La única vez que en mi vida he visto un cambio político imprevisto, no fue en la política. Fue en el Barça, algo que se parece tanto a la política que, por ejemplo, el último Barça-Madrid me abstuve.

La cosa fue en una Asamblea de compromisarios. Era President Joan Gaspart. Un genio. Cuando tomaba la palabra, aquel hombre le hacía a la palabra lo que la primavera a los almendros. De hecho, en aquella Asamblea celebrada en un momento en el que el Barça no se comía un rosco y su directiva estaba bajo la sospecha de esa cosa que en otra cultura sería corrupción y, por aquí abajo, economía creativa y singular gracejo, los compromisarios formulaban preguntas crispadas y desordenadas, y Gaspart les respondía con grandes y bellas construcciones lingüísticas. El local chachi en el que se celebraba el acto, se iba poblando ante nuestros ojos de almendros, que florecían. En las flores entraban abejas simpáticas, que las polinizaban. Leñadores japoneses cortaban los almendros y realizaban preciosas marqueterías ante nuestros ojos. La cosa duró varias horas, hasta que un socio levantó la manita y formuló una pregunta ordenada. Explicó que el mundo es una red de información, y que hoy en día se podía acceder a los mejores jugadores del mundo apretando un botón. Posteriormente, preguntó si la directiva conocía el botón en cuestión.

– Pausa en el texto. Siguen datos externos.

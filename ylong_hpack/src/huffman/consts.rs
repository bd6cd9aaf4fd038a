// Copyright (c) 2023 Huawei Device Co., Ltd.
// Licensed under the Apache License, Version 2.0 (the "License");
// you may not use this file except in compliance with the License.
// You may obtain a copy of the License at
//
//     http://www.apache.org/licenses/LICENSE-2.0
//
// Unless required by applicable law or agreed to in writing, software
// distributed under the License is distributed on an "AS IS" BASIS,
// WITHOUT WARRANTIES OR CONDITIONS OF ANY KIND, either express or implied.
// See the License for the specific language governing permissions and
// limitations under the License.

//! Constant tables of the Huffman codec.
//!
//! `HUFFMAN_ENCODE` is the code table of `RFC7541 Appendix B`, indexed by
//! symbol, as `(bit length, code)` with the code right-aligned.
//!
//! `HUFFMAN_DECODE` is a state machine that consumes 4 bits at a time. Row `n`
//! holds the transitions of state `n` for every nibble value as
//! `(next state, decoded byte, flags)`. State `0` is the root of the code
//! tree; the other states are the inner nodes of the tree, so a state stands
//! for the bits read since the last decoded symbol.

/// The state reached after the nibble is a valid place to stop: no bits are
/// pending, or the pending bits are at most 7 bits of `EOS` padding.
pub(crate) const HUFFMAN_COMPLETE: u8 = 0x1;

/// A symbol was completed by the nibble and must be emitted.
pub(crate) const HUFFMAN_EMIT_SYMBOL: u8 = 0x2;

/// The nibble can not continue any valid code, or it completed `EOS`.
pub(crate) const HUFFMAN_FAIL: u8 = 0x4;

pub(crate) static HUFFMAN_ENCODE: [(u64, u64); 257] = [
    (13, 0x1ff8),          // 0x00
    (23, 0x7fffd8),        // 0x01
    (28, 0xfffffe2),       // 0x02
    (28, 0xfffffe3),       // 0x03
    (28, 0xfffffe4),       // 0x04
    (28, 0xfffffe5),       // 0x05
    (28, 0xfffffe6),       // 0x06
    (28, 0xfffffe7),       // 0x07
    (28, 0xfffffe8),       // 0x08
    (24, 0xffffea),        // 0x09
    (30, 0x3ffffffc),      // 0x0a
    (28, 0xfffffe9),       // 0x0b
    (28, 0xfffffea),       // 0x0c
    (30, 0x3ffffffd),      // 0x0d
    (28, 0xfffffeb),       // 0x0e
    (28, 0xfffffec),       // 0x0f
    (28, 0xfffffed),       // 0x10
    (28, 0xfffffee),       // 0x11
    (28, 0xfffffef),       // 0x12
    (28, 0xffffff0),       // 0x13
    (28, 0xffffff1),       // 0x14
    (28, 0xffffff2),       // 0x15
    (30, 0x3ffffffe),      // 0x16
    (28, 0xffffff3),       // 0x17
    (28, 0xffffff4),       // 0x18
    (28, 0xffffff5),       // 0x19
    (28, 0xffffff6),       // 0x1a
    (28, 0xffffff7),       // 0x1b
    (28, 0xffffff8),       // 0x1c
    (28, 0xffffff9),       // 0x1d
    (28, 0xffffffa),       // 0x1e
    (28, 0xffffffb),       // 0x1f
    (6, 0x14),             // 0x20
    (10, 0x3f8),           // 0x21
    (10, 0x3f9),           // 0x22
    (12, 0xffa),           // 0x23
    (13, 0x1ff9),          // 0x24
    (6, 0x15),             // 0x25
    (8, 0xf8),             // 0x26
    (11, 0x7fa),           // 0x27
    (10, 0x3fa),           // 0x28
    (10, 0x3fb),           // 0x29
    (8, 0xf9),             // 0x2a
    (11, 0x7fb),           // 0x2b
    (8, 0xfa),             // 0x2c
    (6, 0x16),             // 0x2d
    (6, 0x17),             // 0x2e
    (6, 0x18),             // 0x2f
    (5, 0x0),              // 0x30
    (5, 0x1),              // 0x31
    (5, 0x2),              // 0x32
    (6, 0x19),             // 0x33
    (6, 0x1a),             // 0x34
    (6, 0x1b),             // 0x35
    (6, 0x1c),             // 0x36
    (6, 0x1d),             // 0x37
    (6, 0x1e),             // 0x38
    (6, 0x1f),             // 0x39
    (7, 0x5c),             // 0x3a
    (8, 0xfb),             // 0x3b
    (15, 0x7ffc),          // 0x3c
    (6, 0x20),             // 0x3d
    (12, 0xffb),           // 0x3e
    (10, 0x3fc),           // 0x3f
    (13, 0x1ffa),          // 0x40
    (6, 0x21),             // 0x41
    (7, 0x5d),             // 0x42
    (7, 0x5e),             // 0x43
    (7, 0x5f),             // 0x44
    (7, 0x60),             // 0x45
    (7, 0x61),             // 0x46
    (7, 0x62),             // 0x47
    (7, 0x63),             // 0x48
    (7, 0x64),             // 0x49
    (7, 0x65),             // 0x4a
    (7, 0x66),             // 0x4b
    (7, 0x67),             // 0x4c
    (7, 0x68),             // 0x4d
    (7, 0x69),             // 0x4e
    (7, 0x6a),             // 0x4f
    (7, 0x6b),             // 0x50
    (7, 0x6c),             // 0x51
    (7, 0x6d),             // 0x52
    (7, 0x6e),             // 0x53
    (7, 0x6f),             // 0x54
    (7, 0x70),             // 0x55
    (7, 0x71),             // 0x56
    (7, 0x72),             // 0x57
    (8, 0xfc),             // 0x58
    (7, 0x73),             // 0x59
    (8, 0xfd),             // 0x5a
    (13, 0x1ffb),          // 0x5b
    (19, 0x7fff0),         // 0x5c
    (13, 0x1ffc),          // 0x5d
    (14, 0x3ffc),          // 0x5e
    (6, 0x22),             // 0x5f
    (15, 0x7ffd),          // 0x60
    (5, 0x3),              // 0x61
    (6, 0x23),             // 0x62
    (5, 0x4),              // 0x63
    (6, 0x24),             // 0x64
    (5, 0x5),              // 0x65
    (6, 0x25),             // 0x66
    (6, 0x26),             // 0x67
    (6, 0x27),             // 0x68
    (5, 0x6),              // 0x69
    (7, 0x74),             // 0x6a
    (7, 0x75),             // 0x6b
    (6, 0x28),             // 0x6c
    (6, 0x29),             // 0x6d
    (6, 0x2a),             // 0x6e
    (5, 0x7),              // 0x6f
    (6, 0x2b),             // 0x70
    (7, 0x76),             // 0x71
    (6, 0x2c),             // 0x72
    (5, 0x8),              // 0x73
    (5, 0x9),              // 0x74
    (6, 0x2d),             // 0x75
    (7, 0x77),             // 0x76
    (7, 0x78),             // 0x77
    (7, 0x79),             // 0x78
    (7, 0x7a),             // 0x79
    (7, 0x7b),             // 0x7a
    (15, 0x7ffe),          // 0x7b
    (11, 0x7fc),           // 0x7c
    (14, 0x3ffd),          // 0x7d
    (13, 0x1ffd),          // 0x7e
    (28, 0xffffffc),       // 0x7f
    (20, 0xfffe6),         // 0x80
    (22, 0x3fffd2),        // 0x81
    (20, 0xfffe7),         // 0x82
    (20, 0xfffe8),         // 0x83
    (22, 0x3fffd3),        // 0x84
    (22, 0x3fffd4),        // 0x85
    (22, 0x3fffd5),        // 0x86
    (23, 0x7fffd9),        // 0x87
    (22, 0x3fffd6),        // 0x88
    (23, 0x7fffda),        // 0x89
    (23, 0x7fffdb),        // 0x8a
    (23, 0x7fffdc),        // 0x8b
    (23, 0x7fffdd),        // 0x8c
    (23, 0x7fffde),        // 0x8d
    (24, 0xffffeb),        // 0x8e
    (23, 0x7fffdf),        // 0x8f
    (24, 0xffffec),        // 0x90
    (24, 0xffffed),        // 0x91
    (22, 0x3fffd7),        // 0x92
    (23, 0x7fffe0),        // 0x93
    (24, 0xffffee),        // 0x94
    (23, 0x7fffe1),        // 0x95
    (23, 0x7fffe2),        // 0x96
    (23, 0x7fffe3),        // 0x97
    (23, 0x7fffe4),        // 0x98
    (21, 0x1fffdc),        // 0x99
    (22, 0x3fffd8),        // 0x9a
    (23, 0x7fffe5),        // 0x9b
    (22, 0x3fffd9),        // 0x9c
    (23, 0x7fffe6),        // 0x9d
    (23, 0x7fffe7),        // 0x9e
    (24, 0xffffef),        // 0x9f
    (22, 0x3fffda),        // 0xa0
    (21, 0x1fffdd),        // 0xa1
    (20, 0xfffe9),         // 0xa2
    (22, 0x3fffdb),        // 0xa3
    (22, 0x3fffdc),        // 0xa4
    (23, 0x7fffe8),        // 0xa5
    (23, 0x7fffe9),        // 0xa6
    (21, 0x1fffde),        // 0xa7
    (23, 0x7fffea),        // 0xa8
    (22, 0x3fffdd),        // 0xa9
    (22, 0x3fffde),        // 0xaa
    (24, 0xfffff0),        // 0xab
    (21, 0x1fffdf),        // 0xac
    (22, 0x3fffdf),        // 0xad
    (23, 0x7fffeb),        // 0xae
    (23, 0x7fffec),        // 0xaf
    (21, 0x1fffe0),        // 0xb0
    (21, 0x1fffe1),        // 0xb1
    (22, 0x3fffe0),        // 0xb2
    (21, 0x1fffe2),        // 0xb3
    (23, 0x7fffed),        // 0xb4
    (22, 0x3fffe1),        // 0xb5
    (23, 0x7fffee),        // 0xb6
    (23, 0x7fffef),        // 0xb7
    (20, 0xfffea),         // 0xb8
    (22, 0x3fffe2),        // 0xb9
    (22, 0x3fffe3),        // 0xba
    (22, 0x3fffe4),        // 0xbb
    (23, 0x7ffff0),        // 0xbc
    (22, 0x3fffe5),        // 0xbd
    (22, 0x3fffe6),        // 0xbe
    (23, 0x7ffff1),        // 0xbf
    (26, 0x3ffffe0),       // 0xc0
    (26, 0x3ffffe1),       // 0xc1
    (20, 0xfffeb),         // 0xc2
    (19, 0x7fff1),         // 0xc3
    (22, 0x3fffe7),        // 0xc4
    (23, 0x7ffff2),        // 0xc5
    (22, 0x3fffe8),        // 0xc6
    (25, 0x1ffffec),       // 0xc7
    (26, 0x3ffffe2),       // 0xc8
    (26, 0x3ffffe3),       // 0xc9
    (26, 0x3ffffe4),       // 0xca
    (27, 0x7ffffde),       // 0xcb
    (27, 0x7ffffdf),       // 0xcc
    (26, 0x3ffffe5),       // 0xcd
    (24, 0xfffff1),        // 0xce
    (25, 0x1ffffed),       // 0xcf
    (19, 0x7fff2),         // 0xd0
    (21, 0x1fffe3),        // 0xd1
    (26, 0x3ffffe6),       // 0xd2
    (27, 0x7ffffe0),       // 0xd3
    (27, 0x7ffffe1),       // 0xd4
    (26, 0x3ffffe7),       // 0xd5
    (27, 0x7ffffe2),       // 0xd6
    (24, 0xfffff2),        // 0xd7
    (21, 0x1fffe4),        // 0xd8
    (21, 0x1fffe5),        // 0xd9
    (26, 0x3ffffe8),       // 0xda
    (26, 0x3ffffe9),       // 0xdb
    (28, 0xffffffd),       // 0xdc
    (27, 0x7ffffe3),       // 0xdd
    (27, 0x7ffffe4),       // 0xde
    (27, 0x7ffffe5),       // 0xdf
    (20, 0xfffec),         // 0xe0
    (24, 0xfffff3),        // 0xe1
    (20, 0xfffed),         // 0xe2
    (21, 0x1fffe6),        // 0xe3
    (22, 0x3fffe9),        // 0xe4
    (21, 0x1fffe7),        // 0xe5
    (21, 0x1fffe8),        // 0xe6
    (23, 0x7ffff3),        // 0xe7
    (22, 0x3fffea),        // 0xe8
    (22, 0x3fffeb),        // 0xe9
    (25, 0x1ffffee),       // 0xea
    (25, 0x1ffffef),       // 0xeb
    (24, 0xfffff4),        // 0xec
    (24, 0xfffff5),        // 0xed
    (26, 0x3ffffea),       // 0xee
    (23, 0x7ffff4),        // 0xef
    (26, 0x3ffffeb),       // 0xf0
    (27, 0x7ffffe6),       // 0xf1
    (26, 0x3ffffec),       // 0xf2
    (26, 0x3ffffed),       // 0xf3
    (27, 0x7ffffe7),       // 0xf4
    (27, 0x7ffffe8),       // 0xf5
    (27, 0x7ffffe9),       // 0xf6
    (27, 0x7ffffea),       // 0xf7
    (27, 0x7ffffeb),       // 0xf8
    (28, 0xffffffe),       // 0xf9
    (27, 0x7ffffec),       // 0xfa
    (27, 0x7ffffed),       // 0xfb
    (27, 0x7ffffee),       // 0xfc
    (27, 0x7ffffef),       // 0xfd
    (27, 0x7fffff0),       // 0xfe
    (26, 0x3ffffee),       // 0xff
    (30, 0x3fffffff),      // EOS
];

Sorpresívamente, se provocó un silencio monumental. Segundos después, Gaspart bajó la cabeza y dijo lo que un Presidente de lo que sea no debe decir nunca jamás. Dijo que no lo sabía. No sabía dónde estaba ese XXXXX botón. Se desautorizó. La Asamblea transcurrió, a partir de entonces, sin almendros y con un Presidente desautorizado pisando flores. A las pocas horas, Gaspart, un hombre que sabía construir jardines colgantes con almendros, dimitía y si iniciaba la Edad de Oro del Barça. Y todo por un botón. Es decir, por una buena pregunta. Que un sistema se vaya al garete ante una pregunta, ante un niño que se ríe y señala que el rey está desnudo tiene su grandeza. Curiosamente, el mundo está repleto de reyes desnudos. Pero las cosas grandes —no sé, un melón de 76 kilos—, no son frecuentes.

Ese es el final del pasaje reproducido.